The Mean Season, a pulpy Miami noir is perhaps one of his meatiest roles as an opportunistic, narcissistic journalist, who is contacted by a serial killer working his way through a spate of grisly murders. Concocting a sleazy ambience, makes for an exceedingly atmospheric work which is sadly somewhat at the expense of the mechanics of constructing an effective thriller.

The Mean Season begins with some promise, framing the media as a parasitic force but it lacks subtext, gradually taking a conventional route whereby the unmasking of the killer is not only anti-climactic but lacks the bite to make this genre piece altogether brilliant. Andy Garcia shows up as a disgruntled cop but is so much better in a similar role in later films like Internal Affairs and Jennifer Eight. Also, this film may have been a key influence on Fincher’s Zodiac (2007).

NARROW MARGIN (Dir. Peter Hyams, 1990)

This uncomplicated hot garbage from solid genre filmmaker Peter Hyams who often gets overlooked in the oeuvre of competent Hollywood mainstream cinema plays more like an updating than a remake of Fleischer’s original 1950s noir. Hyams is careful not to stretch this out, steering clear of letting it become a two hour overcooked melodrama, which it clearly could have morphed into. The premise is paper thin and overly conventional; an incorruptible, hard ass DA has to protect a witness from getting murdered by the mob on a train. However, what ensues for roughly ninety minutes is a hypnotically enjoyable cat and mouse thriller in which Gene Hackman foils the efforts of two sinister hitmen who roam the train carriages in cowboy boots with semi-automatics.

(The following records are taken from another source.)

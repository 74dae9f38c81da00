// SPDX-License-Identifier: BUSL-1.1
// Copyright (c) 2026 Alfred Jean LLC

//! Group positioner: the DC-motor lift that selects which labeler group is
//! engaged.
//!
//! Exactly one group is down whenever the positioner is calibrated; after
//! emergency-stop that invariant is deliberately relaxed and the carriage is
//! left where it is.

use std::sync::atomic::{AtomicBool, Ordering};
use std::time::Duration;

use parking_lot::Mutex;
use serde::Serialize;
use tokio_util::sync::CancellationToken;

use crate::actuator::DcMotor;
use crate::error::ActuatorError;
use crate::types::NUM_LABELER_GROUPS;

/// Time to raise or lower one group.
const LIFT_TIME: Duration = Duration::from_millis(1500);
/// Lift duty cycle.
const LIFT_DUTY: f64 = 60.0;
/// Simulated self-calibration sweep.
const CALIBRATION_TIME: Duration = Duration::from_secs(2);
/// Hard ceiling on any single move.
const MOVE_CEILING: Duration = Duration::from_secs(10);

#[derive(Debug, Clone, Copy, PartialEq, Eq, Serialize)]
#[serde(rename_all = "snake_case")]
pub enum GroupPosition {
    Up,
    Down,
}

#[derive(Debug, Clone, Copy, Serialize)]
pub struct PositionerSnapshot {
    pub active_group: Option<u8>,
    pub moving: bool,
    pub calibrated: bool,
    pub group_positions: [GroupPosition; NUM_LABELER_GROUPS],
}

#[derive(Debug)]
struct State {
    active_group: Option<u8>,
    moving: bool,
    calibrated: bool,
}

pub struct Positioner {
    motor: DcMotor,
    state: Mutex<State>,
    /// Serialises moves so two callers cannot drive the motor at once.
    move_lock: tokio::sync::Mutex<()>,
    /// Set by emergency-stop; blocks new motor phases until recalibration.
    halted: AtomicBool,
}

impl Positioner {
    pub fn new(motor: DcMotor) -> Self {
        Self {
            motor,
            state: Mutex::new(State { active_group: None, moving: false, calibrated: false }),
            move_lock: tokio::sync::Mutex::new(()),
            halted: AtomicBool::new(false),
        }
    }

    /// Self-calibration sweep establishing the reference position. Leaves
    /// group 0 engaged.
    pub async fn calibrate(&self) -> Result<(), ActuatorError> {
        tracing::info!("positioner calibration sweep started");
        let _guard = self.move_lock.lock().await;
        tokio::time::sleep(CALIBRATION_TIME).await;
        self.halted.store(false, Ordering::Release);
        let mut state = self.state.lock();
        state.calibrated = true;
        state.active_group = Some(0);
        tracing::info!("positioner calibrated, group 0 engaged");
        Ok(())
    }

    pub fn is_calibrated(&self) -> bool {
        self.state.lock().calibrated
    }

    pub fn is_moving(&self) -> bool {
        self.state.lock().moving
    }

    pub fn active_group(&self) -> Option<u8> {
        self.state.lock().active_group
    }

    /// Expected duration of a move to `target`, for scheduling. Zero when
    /// the group is already engaged.
    pub fn expected_move_time(&self, target: u8) -> Duration {
        let state = self.state.lock();
        if state.active_group == Some(target) {
            Duration::ZERO
        } else if state.active_group.is_some() {
            // Raise the engaged group, then lower the target.
            LIFT_TIME * 2
        } else {
            LIFT_TIME
        }
    }

    /// Engage `target`: raise the currently-engaged group, lower the target.
    ///
    /// Idempotent when the target is already engaged. Honours `cancel`
    /// between and during the two motor phases; a cancelled move leaves the
    /// carriage indeterminate (`active_group = None`).
    pub async fn activate_group(
        &self,
        target: u8,
        cancel: &CancellationToken,
    ) -> Result<(), ActuatorError> {
        if target as usize >= NUM_LABELER_GROUPS {
            return Err(ActuatorError::Hal(crate::error::HalError::NotReady(format!(
                "no labeler group {target}"
            ))));
        }
        if !self.is_calibrated() {
            return Err(ActuatorError::NotCalibrated);
        }

        let _guard = self.move_lock.lock().await;

        let raise_from = {
            let mut state = self.state.lock();
            if state.active_group == Some(target) {
                return Ok(());
            }
            state.moving = true;
            state.active_group
        };
        tracing::info!(target, from = ?raise_from, "positioner move started");

        let result = tokio::time::timeout(MOVE_CEILING, async {
            if raise_from.is_some() {
                self.run_phase(true, cancel).await?;
            }
            self.run_phase(false, cancel).await
        })
        .await
        .unwrap_or(Err(ActuatorError::Cancelled));

        let mut state = self.state.lock();
        state.moving = false;
        match result {
            Ok(()) => {
                state.active_group = Some(target);
                tracing::info!(target, "positioner move complete");
                Ok(())
            }
            Err(e) => {
                state.active_group = None;
                tracing::warn!(target, err = %e, "positioner move aborted");
                Err(e)
            }
        }
    }

    /// One motor phase: raise (forward) or lower (backward) for the lift
    /// time, stopping the motor on every exit path.
    async fn run_phase(&self, raise: bool, cancel: &CancellationToken) -> Result<(), ActuatorError> {
        if self.halted.load(Ordering::Acquire) {
            return Err(ActuatorError::Cancelled);
        }
        if raise {
            self.motor.forward(LIFT_DUTY)?;
        } else {
            self.motor.backward(LIFT_DUTY)?;
        }
        let outcome = tokio::select! {
            _ = tokio::time::sleep(LIFT_TIME) => Ok(()),
            _ = cancel.cancelled() => Err(ActuatorError::Cancelled),
        };
        self.motor.stop()?;
        outcome
    }

    /// Cut PWM, de-assert enable, clear `moving`. No attempt to park; an
    /// in-flight move will not restart the motor.
    pub fn emergency_stop(&self) -> Result<(), ActuatorError> {
        self.halted.store(true, Ordering::Release);
        self.motor.emergency_stop()?;
        let mut state = self.state.lock();
        state.moving = false;
        Ok(())
    }

    pub fn snapshot(&self) -> PositionerSnapshot {
        let state = self.state.lock();
        let mut group_positions = [GroupPosition::Up; NUM_LABELER_GROUPS];
        if let Some(active) = state.active_group {
            if (active as usize) < NUM_LABELER_GROUPS && state.calibrated {
                group_positions[active as usize] = GroupPosition::Down;
            }
        }
        PositionerSnapshot {
            active_group: state.active_group,
            moving: state.moving,
            calibrated: state.calibrated,
            group_positions,
        }
    }
}

#[cfg(test)]
#[path = "positioner_tests.rs"]
mod tests;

The weak link is the presence of Anne Archer who was pretty rubbish in most of the things she starred in and the zero on screen chemistry with Hackman. None of that really matters though considering Hyams, also on camera duty, succeeds in creating a sense of real time action, along with the idea of a narrative deadline taken to its natural extremes while dispensing with dialogue in large parts of the film. In some respects, where the film falters is when the script is allowed to speak, reiterating a litany of clichés. Moreover, the final sequence in the courtroom seems unnecessary, tacked on simply to let Hackman’s earlier gag regarding the ‘tightening of shirt collars’ come to fruition with a ridiculous visual confirmation. A diligent, underrated exercise in the economy of genre.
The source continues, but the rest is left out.